Data items:
---

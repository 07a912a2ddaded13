//! Error types for the CLI application.
//!
//! Every command handler returns `Result<(), CliError>`; [`crate::run`] turns
//! an error into an `Error: ...` line on stderr and exit code 2.

use pokerschool_engine::errors::EngineError;
use thiserror::Error;

use crate::config::ConfigError;

/// Custom error type for CLI operations.
#[derive(Debug, Error)]
pub enum CliError {
    /// I/O error (file operations, stdout/stderr writes, etc.)
    #[error("I/O error: {0}")]
    Io(#[from] std::io::Error),

    /// Invalid user input or command-line arguments
    #[error("Invalid input: {0}")]
    InvalidInput(String),

    /// Configuration error
    #[error("Configuration error: {0}")]
    Config(#[from] ConfigError),

    /// Engine rejected the cards (bad text, duplicates, too many)
    #[error("{0}")]
    Engine(#[from] EngineError),
}
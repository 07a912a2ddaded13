//! Command handler modules for the pokerschool CLI.
//!
//! Each command lives in its own file and exposes
//! `pub fn handle_COMMAND_command(...) -> Result<(), CliError>`, with output
//! streams passed in as `&mut dyn Write` so tests can capture them.

mod cfg;
mod deal;
mod equity;
mod eval;
mod odds;
mod rankings;

pub use cfg::handle_cfg_command;
pub use deal::handle_deal_command;
pub use equity::handle_equity_command;
pub use eval::handle_eval_command;
pub use odds::handle_odds_command;
pub use rankings::handle_rankings_command;

use crate::error::CliError;
use pokerschool_engine::cards::{Card, parse_cards};
use pokerschool_engine::hand::EvaluationResult;
use pokerschool_engine::logger::{EvaluationLogger, EvaluationRecord};

/// Parses card arguments; each argument may hold several cards.
fn parse_card_args<S: AsRef<str>>(args: &[S]) -> Result<Vec<Card>, CliError> {
    let mut cards = Vec::new();
    for a in args {
        cards.extend(parse_cards(a.as_ref())?);
    }
    Ok(cards)
}

/// Appends one evaluation to the JSONL file at `path`.
fn append_record(
    path: &str,
    cards: Vec<Card>,
    result: EvaluationResult,
    equity: Option<f64>,
) -> Result<(), CliError> {
    let mut logger = EvaluationLogger::create(path)?;
    let record = EvaluationRecord {
        id: logger.next_id(),
        cards,
        category: result.category,
        score: result.score,
        equity,
        ts: None,
    };
    logger.write(&record)?;
    tracing::info!(path, id = %record.id, "evaluation logged");
    Ok(())
}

---

What the task asks: Find each line in the data above with the word "Configuration", then copy it.

Answer space:
    /// Configuration error
    #[error("Configuration error: {0}")]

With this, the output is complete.